8. Simplify \( (1 – \cos \theta) (1 + \cos \theta) (1 + \cot^2 \theta) \)

First two terms are difference of squares:

\( = (1 – \cos^2 \theta)(1 + \cot^2 \theta) \)

\( = \sin^2 \theta \cdot \csc^2 \theta \) (since \( 1 + \cot^2 \theta = \csc^2 \theta \))

\( = \sin^2 \theta \cdot \frac{1}{\sin^2 \theta} = 1 \)

9. If \( \sec \theta + \tan \theta = p \), then what is the value of \( \sec \theta – \tan \theta \)?

We know the identity:

\( \sec^2 \theta – \tan^2 \theta = 1 \)

This can be written as:

\( (\sec \theta + \tan \theta)(\sec \theta – \tan \theta) = 1 \)

Given \( \sec \theta + \tan \theta = p \), then:

\( p (\sec \theta – \tan \theta) = 1 \)

Therefore:

\( \sec \theta – \tan \theta = \frac{1}{p} \)
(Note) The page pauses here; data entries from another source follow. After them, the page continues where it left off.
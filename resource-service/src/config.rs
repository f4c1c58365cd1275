//! Configuration management using Figment
//!
//! Configuration is loaded from multiple sources with the following precedence (highest to lowest):
//! 1. Environment variables (prefix: RESOURCE_, nested keys split on `__`)
//! 2. Current working directory: ./config.toml
//! 3. XDG config directory: ~/.config/resource-service/{service_name}/config.toml
//! 4. System directory: /etc/resource-service/{service_name}/config.toml
//! 5. Default values

use figment::{
    providers::{Env, Format, Serialized, Toml},
    Figment,
};
use serde::{Deserialize, Serialize};
use std::path::{Path, PathBuf};
use std::time::Duration;

use crate::error::Result;
use crate::repository::PageQuery;

const ENV_PREFIX: &str = "RESOURCE_";
const XDG_PREFIX: &str = "resource-service";

/// Main configuration structure
#[derive(Debug, Clone, Serialize, Deserialize)]
pub struct Config {
    /// Service configuration
    pub service: ServiceConfig,

    /// Resource layer tuning
    #[serde(default)]
    pub resource: ResourceConfig,

    /// Redis configuration (optional)
    #[serde(default)]
    pub redis: Option<RedisConfig>,
}

/// Service-level configuration
#[derive(Debug, Clone, Serialize, Deserialize)]
pub struct ServiceConfig {
    /// Service name
    pub name: String,

    /// Port to listen on
    #[serde(default = "default_port")]
    pub port: u16,

    /// Log level (trace, debug, info, warn, error)
    #[serde(default = "default_log_level")]
    pub log_level: String,

    /// Path prefix every resource router is mounted under
    #[serde(default = "default_base_path")]
    pub base_path: String,
}

/// Knobs shared by every resource service
#[derive(Debug, Clone, Serialize, Deserialize)]
pub struct ResourceConfig {
    /// Lifetime of cached rows in seconds (0 = no expiry)
    #[serde(default = "default_cache_ttl")]
    pub cache_ttl_secs: u64,

    /// Page size used when a page request asks for 0
    #[serde(default = "default_page_size")]
    pub default_page_size: u64,

    /// Upper bound on requested page sizes
    #[serde(default = "default_max_page_size")]
    pub max_page_size: u64,

    /// Largest accepted request body
    #[serde(default = "default_body_limit")]
    pub body_limit_bytes: usize,
}

impl Default for ResourceConfig {
    fn default() -> Self {
        Self {
            cache_ttl_secs: default_cache_ttl(),
            default_page_size: default_page_size(),
            max_page_size: default_max_page_size(),
            body_limit_bytes: default_body_limit(),
        }
    }
}

/// Redis configuration
#[derive(Debug, Clone, Serialize, Deserialize)]
pub struct RedisConfig {
    /// Redis connection URL (redis://host:port)
    pub url: String,

    /// Maximum number of connections in the pool
    #[serde(default = "default_redis_max_connections")]
    pub max_connections: usize,

    /// Connection timeout in seconds
    #[serde(default = "default_connection_timeout")]
    pub connection_timeout_secs: u64,

    /// Maximum retry attempts for establishing Redis connection
    #[serde(default = "default_max_retries")]
    pub max_retries: u32,

    /// Delay between retry attempts in seconds
    #[serde(default = "default_retry_delay")]
    pub retry_delay_secs: u64,
}

fn default_port() -> u16 {
    8080
}

fn default_log_level() -> String {
    "info".to_string()
}

fn default_base_path() -> String {
    "/api".to_string()
}

fn default_cache_ttl() -> u64 {
    300
}

fn default_page_size() -> u64 {
    20
}

fn default_max_page_size() -> u64 {
    100
}

fn default_body_limit() -> usize {
    2 * 1024 * 1024
}

fn default_redis_max_connections() -> usize {
    16
}

fn default_connection_timeout() -> u64 {
    5
}

fn default_max_retries() -> u32 {
    3
}

fn default_retry_delay() -> u64 {
    1
}

impl Config {
    /// Load configuration from all sources
    ///
    /// The service name is inferred from the binary name.
    pub fn load() -> Result<Self> {
        let service_name = std::env::current_exe()
            .ok()
            .and_then(|p| p.file_stem().map(|s| s.to_string_lossy().into_owned()))
            .unwrap_or_else(|| XDG_PREFIX.to_string());

        Self::load_for_service(&service_name)
    }

    /// Load configuration for a specific service name
    pub fn load_for_service(service_name: &str) -> Result<Self> {
        let config_paths = Self::find_config_paths(service_name);

        tracing::debug!("Searching for config files in order:");
        for path in &config_paths {
            tracing::debug!("  - {}", path.display());
        }

        let mut defaults = Config::default();
        defaults.service.name = service_name.to_string();
        let mut figment = Figment::new().merge(Serialized::defaults(defaults));

        // Lowest priority first so later files override earlier ones
        for path in config_paths.iter().rev() {
            if path.exists() {
                tracing::info!("Loading configuration from: {}", path.display());
                figment = figment.merge(Toml::file(path));
            }
        }

        figment = figment.merge(Env::prefixed(ENV_PREFIX).split("__"));

        let config = figment.extract()?;
        Ok(config)
    }

    /// Load configuration from a specific file
    ///
    /// Bypasses the XDG and system directories. Environment variables still
    /// override the file.
    pub fn load_from(path: impl AsRef<Path>) -> Result<Self> {
        let config = Figment::new()
            .merge(Serialized::defaults(Config::default()))
            .merge(Toml::file(path.as_ref()))
            .merge(Env::prefixed(ENV_PREFIX).split("__"))
            .extract()?;

        Ok(config)
    }

    /// Candidate config file paths, highest priority first
    fn find_config_paths(service_name: &str) -> Vec<PathBuf> {
        let mut paths = vec![PathBuf::from("config.toml")];

        let xdg_dirs = xdg::BaseDirectories::with_prefix(XDG_PREFIX);
        let config_file_path = Path::new(service_name).join("config.toml");
        if let Ok(path) = xdg_dirs.place_config_file(&config_file_path) {
            paths.push(path);
        }

        paths.push(
            PathBuf::from("/etc")
                .join(XDG_PREFIX)
                .join(service_name)
                .join("config.toml"),
        );

        paths
    }

    /// Get Redis URL
    pub fn redis_url(&self) -> Option<&str> {
        self.redis.as_ref().map(|r| r.url.as_str())
    }
}

impl Default for Config {
    fn default() -> Self {
        Self {
            service: ServiceConfig {
                name: XDG_PREFIX.to_string(),
                port: default_port(),
                log_level: default_log_level(),
                base_path: default_base_path(),
            },
            resource: ResourceConfig::default(),
            redis: None,
        }
    }
}

/// Per-service settings derived from [`ResourceConfig`]
#[derive(Debug, Clone, Copy, PartialEq, Eq)]
pub struct ResourceSettings {
    /// Cache entry lifetime; `None` keeps entries until invalidated
    pub cache_ttl: Option<Duration>,
    /// Page size substituted for a requested size of 0
    pub default_page_size: u64,
    /// Largest page size a client may request
    pub max_page_size: u64,
    /// Largest accepted request body in bytes
    pub body_limit_bytes: usize,
}

impl ResourceSettings {
    /// Apply page bounds to a client's page request
    ///
    /// Page 0 becomes page 1, size 0 becomes the default, and larger sizes
    /// are clamped to the maximum.
    pub fn page_query(&self, page: u64, page_size: u64) -> PageQuery {
        let size = match page_size {
            0 => self.default_page_size,
            n => n.min(self.max_page_size),
        };
        PageQuery::new(page, size)
    }
}

impl Default for ResourceSettings {
    fn default() -> Self {
        Self::from(&ResourceConfig::default())
    }
}

impl From<&ResourceConfig> for ResourceSettings {
    fn from(config: &ResourceConfig) -> Self {
        Self {
            cache_ttl: (config.cache_ttl_secs > 0)
                .then(|| Duration::from_secs(config.cache_ttl_secs)),
            default_page_size: config.default_page_size.max(1),
            max_page_size: config.max_page_size.max(1),
            body_limit_bytes: config.body_limit_bytes,
        }
    }
}

impl From<&Config> for ResourceSettings {
    fn from(config: &Config) -> Self {
        Self::from(&config.resource)
    }
}

#[cfg(test)]
mod tests {
    use super::*;
    use std::io::Write;

    #[test]
    fn test_default_config() {
        let config = Config::default();
        assert_eq!(config.service.port, 8080);
        assert_eq!(config.service.log_level, "info");
        assert_eq!(config.service.base_path, "/api");
        assert_eq!(config.resource.default_page_size, 20);
        assert!(config.redis.is_none());
    }

    #[test]
    fn test_load_from_file() {
        let mut file = tempfile::NamedTempFile::new().unwrap();
        writeln!(
            file,
            r#"
[service]
name = "widgets"
port = 9090

[resource]
cache_ttl_secs = 0
max_page_size = 50

[redis]
url = "redis://localhost:6379"
"#
        )
        .unwrap();

        let config = Config::load_from(file.path()).unwrap();
        assert_eq!(config.service.name, "widgets");
        assert_eq!(config.service.port, 9090);
        assert_eq!(config.service.log_level, "info");
        assert_eq!(config.resource.max_page_size, 50);
        assert_eq!(config.resource.default_page_size, 20);
        assert_eq!(config.redis_url(), Some("redis://localhost:6379"));
        assert_eq!(config.redis.unwrap().max_retries, 3);
    }

    #[test]
    fn test_load_from_missing_file_uses_defaults() {
        let dir = tempfile::tempdir().unwrap();
        let config = Config::load_from(dir.path().join("absent.toml")).unwrap();
        assert_eq!(config.service.name, "resource-service");
    }

    #[test]
    fn test_settings_zero_ttl_disables_expiry() {
        let mut config = Config::default();
        config.resource.cache_ttl_secs = 0;
        assert_eq!(ResourceSettings::from(&config).cache_ttl, None);

        let settings = ResourceSettings::default();
        assert_eq!(settings.cache_ttl, Some(Duration::from_secs(300)));
    }

    #[test]
    fn test_page_query_bounds() {
        let settings = ResourceSettings::default();
        assert_eq!(settings.page_query(0, 0), PageQuery::new(1, 20));
        assert_eq!(settings.page_query(2, 500), PageQuery::new(2, 100));
        assert_eq!(settings.page_query(3, 7), PageQuery::new(3, 7));
    }
}
//! Cache-Aside Port
//!
//! An optional key/value store the resource layer reads through on
//! fetch-by-id and invalidates by pattern after each mutation. Values are
//! JSON strings; [`get_typed`] and [`set_typed`] do the encoding.
//!
//! Every failure here is a [`CacheError`]. Callers in the resource layer
//! treat any of them as a miss or a no-op and never surface them.

use std::time::Duration;

use async_trait::async_trait;
use serde::de::DeserializeOwned;
use serde::Serialize;
use thiserror::Error;

mod key;
mod memory;
#[cfg(feature = "cache")]
mod redis;

pub use key::CacheKey;
pub use memory::InMemoryCache;
#[cfg(feature = "cache")]
pub use self::redis::RedisCache;

/// Result type for cache operations
pub type CacheResult<T> = std::result::Result<T, CacheError>;

/// Cache adapter failure
#[derive(Debug, Error)]
pub enum CacheError {
    /// Could not reach the cache or obtain a connection
    #[error("Cache connection error: {0}")]
    Connection(String),

    /// The cache rejected a command
    #[error("Cache command error: {0}")]
    Command(String),

    /// A cached value could not be encoded or decoded
    #[error("Cache codec error: {0}")]
    Codec(#[from] serde_json::Error),

    /// A key pattern could not be interpreted
    #[error("Invalid cache pattern '{pattern}': {reason}")]
    Pattern {
        /// The offending pattern
        pattern: String,
        /// Why it was rejected
        reason: String,
    },
}

/// Process-wide cache store shared by every resource service
///
/// Patterns use glob syntax: `*` matches any run of characters, `?` one
/// character, and `\` escapes the next one.
#[async_trait]
pub trait CachePort: Send + Sync {
    /// Read a raw value
    async fn get(&self, key: &str) -> CacheResult<Option<String>>;

    /// Write a raw value, expiring after `ttl` if given
    async fn set(&self, key: &str, value: String, ttl: Option<Duration>) -> CacheResult<()>;

    /// Delete every key matching `pattern`, returning how many went
    async fn delete_pattern(&self, pattern: &str) -> CacheResult<u64>;
}

/// Read and decode a JSON value
pub async fn get_typed<T: DeserializeOwned>(
    cache: &dyn CachePort,
    key: &str,
) -> CacheResult<Option<T>> {
    match cache.get(key).await? {
        Some(raw) => Ok(Some(serde_json::from_str(&raw)?)),
        None => Ok(None),
    }
}

/// Encode and write a JSON value
pub async fn set_typed<T: Serialize + ?Sized>(
    cache: &dyn CachePort,
    key: &str,
    value: &T,
    ttl: Option<Duration>,
) -> CacheResult<()> {
    let raw = serde_json::to_string(value)?;
    cache.set(key, raw, ttl).await
}

#[cfg(test)]
mod tests {
    use super::*;
    use serde::Deserialize;

    #[derive(Debug, PartialEq, Serialize, Deserialize)]
    struct Entry {
        id: u64,
        name: String,
    }

    #[tokio::test]
    async fn test_typed_round_trip_through_port() {
        let cache = InMemoryCache::new();
        let entry = Entry {
            id: 4,
            name: "four".to_string(),
        };
        set_typed(&cache, "Entry:4", &entry, None).await.unwrap();

        let read: Option<Entry> = get_typed(&cache, "Entry:4").await.unwrap();
        assert_eq!(read, Some(entry));

        let missing: Option<Entry> = get_typed(&cache, "Entry:5").await.unwrap();
        assert!(missing.is_none());
    }

    #[tokio::test]
    async fn test_get_typed_reports_codec_errors() {
        let cache = InMemoryCache::new();
        cache
            .set("Entry:1", "not json".to_string(), None)
            .await
            .unwrap();

        let result: CacheResult<Option<Entry>> = get_typed(&cache, "Entry:1").await;
        assert!(matches!(result, Err(CacheError::Codec(_))));
    }
}
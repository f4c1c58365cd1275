//! Cache keys for resource rows
//!
//! One row may be cached several times, once per preload set. Every variant
//! shares the `Model:id` prefix so a mutation can drop them all by pattern.

use std::fmt;

/// Cache key for one row, optionally qualified by its preload set
///
/// Formats as `Model:id`, or `Model:id:a-b` where `a-b` is the sorted,
/// deduplicated preload list joined by `-`. Preload order in the request
/// does not matter.
///
/// ```rust
/// use resource_service::cache::CacheKey;
///
/// let key = CacheKey::new("Widget", 7).with_preloads(["parts", "owner"]);
/// assert_eq!(key.to_string(), "Widget:7:owner-parts");
/// assert_eq!(CacheKey::new("Widget", 7).to_string(), "Widget:7");
/// ```
#[derive(Debug, Clone, PartialEq, Eq, Hash)]
pub struct CacheKey {
    model: String,
    id: u64,
    preloads: Vec<String>,
}

impl CacheKey {
    pub fn new(model: impl Into<String>, id: u64) -> Self {
        Self {
            model: model.into(),
            id,
            preloads: Vec::new(),
        }
    }

    #[must_use]
    pub fn with_preloads<I, S>(mut self, preloads: I) -> Self
    where
        I: IntoIterator<Item = S>,
        S: AsRef<str>,
    {
        self.preloads = preloads
            .into_iter()
            .map(|p| p.as_ref().to_string())
            .filter(|p| !p.is_empty())
            .collect();
        self.preloads.sort();
        self.preloads.dedup();
        self
    }

    /// Glob patterns covering this row and all of its preload variants
    ///
    /// Two patterns are needed: `Model:id*` would also match `Model:id0`.
    pub fn invalidation_patterns(&self) -> [String; 2] {
        let bare = format!("{}:{}", escape_glob(&self.model), self.id);
        let variants = format!("{bare}:*");
        [bare, variants]
    }
}

impl fmt::Display for CacheKey {
    fn fmt(&self, f: &mut fmt::Formatter<'_>) -> fmt::Result {
        write!(f, "{}:{}", self.model, self.id)?;
        if !self.preloads.is_empty() {
            write!(f, ":{}", self.preloads.join("-"))?;
        }
        Ok(())
    }
}

fn escape_glob(raw: &str) -> String {
    let mut out = String::with_capacity(raw.len());
    for c in raw.chars() {
        if matches!(c, '*' | '?' | '[' | ']' | '\\') {
            out.push('\\');
        }
        out.push(c);
    }
    out
}
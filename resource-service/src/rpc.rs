//! RPC Action Registry
//!
//! Non-HTTP handlers advertise their callable operations here. The registry
//! is filled once during start-up, then [`RpcRegistry::start`] asks each
//! handler for its actions, logs them and binds the handler into an
//! [`RpcTransport`] under its registered name. Nothing changes after that.
//!
//! ```rust
//! use resource_service::rpc::{InProcessTransport, RpcAction, RpcHandler, RpcRegistry};
//!
//! struct WidgetRpc;
//!
//! impl RpcHandler for WidgetRpc {
//!     fn actions(&self, _scope: &str) -> resource_service::Result<Vec<RpcAction>> {
//!         Ok(vec![RpcAction::new("Count", "Empty", "CountReply")])
//!     }
//! }
//!
//! let mut registry = RpcRegistry::new();
//! registry.register(WidgetRpc);
//!
//! let mut transport = InProcessTransport::new();
//! let catalog = registry.start(&mut transport).unwrap();
//! assert_eq!(catalog.actions("WidgetRpc").unwrap()[0].to_string(), "Count(Empty, CountReply)");
//! ```

use std::collections::{HashMap, HashSet};
use std::fmt;
use std::sync::Arc;

use tracing::info;

use crate::error::{Error, Result};
use crate::resource::short_type_name;

/// Scope passed to [`RpcHandler::actions`] at start-up
pub const ALL_SCOPE: &str = "all";

/// One callable operation: name plus request and response shape labels
#[derive(Debug, Clone, PartialEq, Eq, Hash)]
pub struct RpcAction {
    name: String,
    request: String,
    response: String,
}

impl RpcAction {
    pub fn new(name: impl Into<String>, request: impl Into<String>, response: impl Into<String>) -> Self {
        Self {
            name: name.into(),
            request: request.into(),
            response: response.into(),
        }
    }

    pub fn name(&self) -> &str {
        &self.name
    }

    pub fn request(&self) -> &str {
        &self.request
    }

    pub fn response(&self) -> &str {
        &self.response
    }
}

impl fmt::Display for RpcAction {
    fn fmt(&self, f: &mut fmt::Formatter<'_>) -> fmt::Result {
        write!(f, "{}({}, {})", self.name, self.request, self.response)
    }
}

/// A non-HTTP handler that can list its callable operations
pub trait RpcHandler: Send + Sync {
    /// Actions visible under `scope`; start-up always asks for [`ALL_SCOPE`]
    fn actions(&self, scope: &str) -> Result<Vec<RpcAction>>;
}

/// Whatever carries RPC calls to bound handlers
pub trait RpcTransport {
    fn bind(&mut self, name: &str, handler: Arc<dyn RpcHandler>) -> Result<()>;
}

/// Transport that keeps bound handlers in a map, for in-process dispatch
#[derive(Default)]
pub struct InProcessTransport {
    handlers: HashMap<String, Arc<dyn RpcHandler>>,
}

impl InProcessTransport {
    pub fn new() -> Self {
        Self::default()
    }

    /// Handler bound under `name`
    pub fn get(&self, name: &str) -> Option<Arc<dyn RpcHandler>> {
        self.handlers.get(name).cloned()
    }

    pub fn len(&self) -> usize {
        self.handlers.len()
    }

    pub fn is_empty(&self) -> bool {
        self.handlers.is_empty()
    }
}

impl RpcTransport for InProcessTransport {
    fn bind(&mut self, name: &str, handler: Arc<dyn RpcHandler>) -> Result<()> {
        if self.handlers.contains_key(name) {
            return Err(Error::Rpc(format!("handler {} is already bound", name)));
        }
        self.handlers.insert(name.to_string(), handler);
        Ok(())
    }
}

/// Append-only list of RPC handlers, consumed by [`start`](Self::start)
#[derive(Default)]
pub struct RpcRegistry {
    handlers: Vec<(String, Arc<dyn RpcHandler>)>,
}

impl RpcRegistry {
    pub fn new() -> Self {
        Self::default()
    }

    /// Register a handler under its type name
    ///
    /// `my_app::rpc::WidgetRpc` registers as `WidgetRpc`.
    pub fn register<H: RpcHandler + 'static>(&mut self, handler: H) -> &mut Self {
        self.register_named(short_type_name::<H>(), handler)
    }

    /// Register a handler under an explicit name
    pub fn register_named<H: RpcHandler + 'static>(&mut self, name: impl Into<String>, handler: H) -> &mut Self {
        self.handlers.push((name.into(), Arc::new(handler)));
        self
    }

    /// Registered names in registration order
    pub fn names(&self) -> impl Iterator<Item = &str> {
        self.handlers.iter().map(|(name, _)| name.as_str())
    }

    pub fn len(&self) -> usize {
        self.handlers.len()
    }

    pub fn is_empty(&self) -> bool {
        self.handlers.is_empty()
    }

    /// Enumerate, log and bind every handler
    ///
    /// Names are checked for duplicates before anything is bound, so a
    /// failed start leaves the transport untouched unless the transport
    /// itself or a handler's enumeration fails midway.
    pub fn start<T: RpcTransport + ?Sized>(self, transport: &mut T) -> Result<RpcCatalog> {
        let mut seen = HashSet::new();
        for (name, _) in &self.handlers {
            if !seen.insert(name.as_str()) {
                return Err(Error::Rpc(format!("duplicate RPC handler name: {}", name)));
            }
        }

        let mut entries = Vec::with_capacity(self.handlers.len());
        for (name, handler) in self.handlers {
            let actions = handler
                .actions(ALL_SCOPE)
                .map_err(|e| Error::Rpc(format!("{} failed to list its actions: {}", name, e)))?;

            let listing = actions
                .iter()
                .map(ToString::to_string)
                .collect::<Vec<_>>()
                .join("; ");
            transport.bind(&name, handler)?;
            info!(handler = %name, actions = actions.len(), "{} [{}]", name, listing);

            entries.push((name, actions));
        }

        Ok(RpcCatalog { entries })
    }
}

/// Snapshot of what was bound at start-up, for introspection
#[derive(Debug, Clone, Default, PartialEq, Eq)]
pub struct RpcCatalog {
    entries: Vec<(String, Vec<RpcAction>)>,
}

impl RpcCatalog {
    /// Actions advertised by `name`
    pub fn actions(&self, name: &str) -> Option<&[RpcAction]> {
        self.entries
            .iter()
            .find(|(entry, _)| entry == name)
            .map(|(_, actions)| actions.as_slice())
    }

    pub fn names(&self) -> impl Iterator<Item = &str> {
        self.entries.iter().map(|(name, _)| name.as_str())
    }

    pub fn iter(&self) -> impl Iterator<Item = (&str, &[RpcAction])> {
        self.entries
            .iter()
            .map(|(name, actions)| (name.as_str(), actions.as_slice()))
    }

    pub fn len(&self) -> usize {
        self.entries.len()
    }

    pub fn is_empty(&self) -> bool {
        self.entries.is_empty()
    }
}

#[cfg(test)]
mod tests {
    use super::*;

    struct WidgetRpc;

    impl RpcHandler for WidgetRpc {
        fn actions(&self, _scope: &str) -> Result<Vec<RpcAction>> {
            Ok(vec![
                RpcAction::new("Count", "Empty", "CountReply"),
                RpcAction::new("Rename", "RenameRequest", "Widget"),
            ])
        }
    }

    struct Silent;

    impl RpcHandler for Silent {
        fn actions(&self, _scope: &str) -> Result<Vec<RpcAction>> {
            Ok(Vec::new())
        }
    }

    struct Broken;

    impl RpcHandler for Broken {
        fn actions(&self, _scope: &str) -> Result<Vec<RpcAction>> {
            Err(Error::Internal("no listing".to_string()))
        }
    }

    #[test]
    fn test_action_display() {
        let action = RpcAction::new("Count", "Empty", "CountReply");
        assert_eq!(action.to_string(), "Count(Empty, CountReply)");
        assert_eq!(action.name(), "Count");
    }

    #[test]
    fn test_register_uses_type_name() {
        let mut registry = RpcRegistry::new();
        registry.register(WidgetRpc).register_named("quiet", Silent);
        assert_eq!(registry.names().collect::<Vec<_>>(), vec!["WidgetRpc", "quiet"]);
    }

    #[test]
    fn test_start_binds_and_catalogs_in_order() {
        let mut registry = RpcRegistry::new();
        registry.register(WidgetRpc).register(Silent);

        let mut transport = InProcessTransport::new();
        let catalog = registry.start(&mut transport).unwrap();

        assert_eq!(transport.len(), 2);
        assert!(transport.get("WidgetRpc").is_some());
        assert_eq!(catalog.names().collect::<Vec<_>>(), vec!["WidgetRpc", "Silent"]);
        assert_eq!(catalog.actions("WidgetRpc").unwrap().len(), 2);
        assert_eq!(catalog.actions("Silent").unwrap(), &[] as &[RpcAction]);
        assert!(catalog.actions("Missing").is_none());
    }

    #[test]
    fn test_duplicate_names_fail_before_binding() {
        let mut registry = RpcRegistry::new();
        registry.register(WidgetRpc).register_named("WidgetRpc", Silent);

        let mut transport = InProcessTransport::new();
        let err = registry.start(&mut transport).unwrap_err();
        assert!(matches!(err, Error::Rpc(_)));
        assert!(transport.is_empty());
    }

    #[test]
    fn test_enumeration_failure_is_reported() {
        let mut registry = RpcRegistry::new();
        registry.register(Broken);

        let err = registry.start(&mut InProcessTransport::new()).unwrap_err();
        assert!(err.to_string().contains("Broken failed to list its actions"));
    }

    #[test]
    fn test_empty_registry_starts_cleanly() {
        let catalog = RpcRegistry::new().start(&mut InProcessTransport::new()).unwrap();
        assert!(catalog.is_empty());
    }
}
10. If \( \csc \theta + \cot \theta = k \), then prove that \( \cos \theta = \frac{k^2 – 1}{k^2 + 1} \)

We know the identity:

\( \csc^2 \theta – \cot^2 \theta = 1 \)

This can be written as:

\( (\csc \theta + \cot \theta)(\csc \theta – \cot \theta) = 1 \)

Given \( \csc \theta + \cot \theta = k \), then \( \csc \theta – \cot \theta = \frac{1}{k} \)

Add the two equations:

\( 2\csc \theta = k + \frac{1}{k} = \frac{k^2 + 1}{k} \)

Subtract the two equations:

\( 2\cot \theta = k – \frac{1}{k} = \frac{k^2 – 1}{k} \)

Now, \( \cos \theta = \frac{\cot \theta}{\csc \theta} = \frac{\frac{k^2 – 1}{2k}}{\frac{k^2 + 1}{2k}} = \frac{k^2 – 1}{k^2 + 1} \)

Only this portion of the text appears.